● Instructions to follow
Please print exactly the line containing "let mut publisher" and every line after it to the end of the records below, and nothing more.
*** Opening Given data ***
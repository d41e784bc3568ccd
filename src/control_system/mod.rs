pub mod baseline;
pub mod duration_policy;
pub mod intersection;
pub mod phase_program;
pub mod traffic_light_controller;

pub use duration_policy::DurationPolicy;
pub use intersection::{ControlMode, Intersection};
pub use phase_program::{Phase, PhaseSpec, Program, Signal};
pub use traffic_light_controller::{StepReport, TrafficLightController};
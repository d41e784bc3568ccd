// adaptive_main.rs
use adaptive_signals::config::ExperimentConfig;
use adaptive_signals::engine::run_experiment;
use adaptive_signals::monitoring::{AmqpPublisher, CsvSink};
use adaptive_signals::simulation_engine::GridWorld;
use std::error::Error;
use std::path::PathBuf;

fn main() -> Result<(), Box<dyn Error>> {
    env_logger::init();

    let config = match std::env::args().nth(1) {
        Some(path) => ExperimentConfig::load(&PathBuf::from(path))?,
        None => ExperimentConfig::default(),
    };
    let mut world = GridWorld::load(&config.scenario)?;
    let mut sink = CsvSink::new(&config.output_dir)?;

    let summary = match &config.amqp {
        Some(url) => {
            let mut publisher = AmqpPublisher::new(sink, url);
            let summary = run_experiment(&mut world, &config, &mut publisher);
            publisher.close();
            summary?
        }
        None => run_experiment(&mut world, &config, &mut sink)?,
    };

    println!(
        "{} run finished: {} steps, {} intersections ({} skipped), {} incidents, {} light adjustments",
        summary.policy,
        summary.steps,
        summary.intersections,
        summary.skipped.len(),
        summary.incidents,
        summary.light_adjustments
    );
    println!(
        "Throughput {}, average travel time {:.2}s, total waiting time {:.2}s",
        summary.throughput, summary.average_travel_time, summary.total_waiting_time
    );
    Ok(())
}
*** Closing Given data ***
● Answer area
            let mut publisher = AmqpPublisher::new(sink, url);
            let summary = run_experiment(&mut world, &config, &mut publisher);
            publisher.close();
            summary?
        }
        None => run_experiment(&mut world, &config, &mut sink)?,
    };

    println!(
        "{} run finished: {} steps, {} intersections ({} skipped), {} incidents, {} light adjustments",
        summary.policy,
        summary.steps,
        summary.intersections,
        summary.skipped.len(),
        summary.incidents,
        summary.light_adjustments
    );
    println!(
        "Throughput {}, average travel time {:.2}s, total waiting time {:.2}s",
        summary.throughput, summary.average_travel_time, summary.total_waiting_time
    );
    Ok(())
}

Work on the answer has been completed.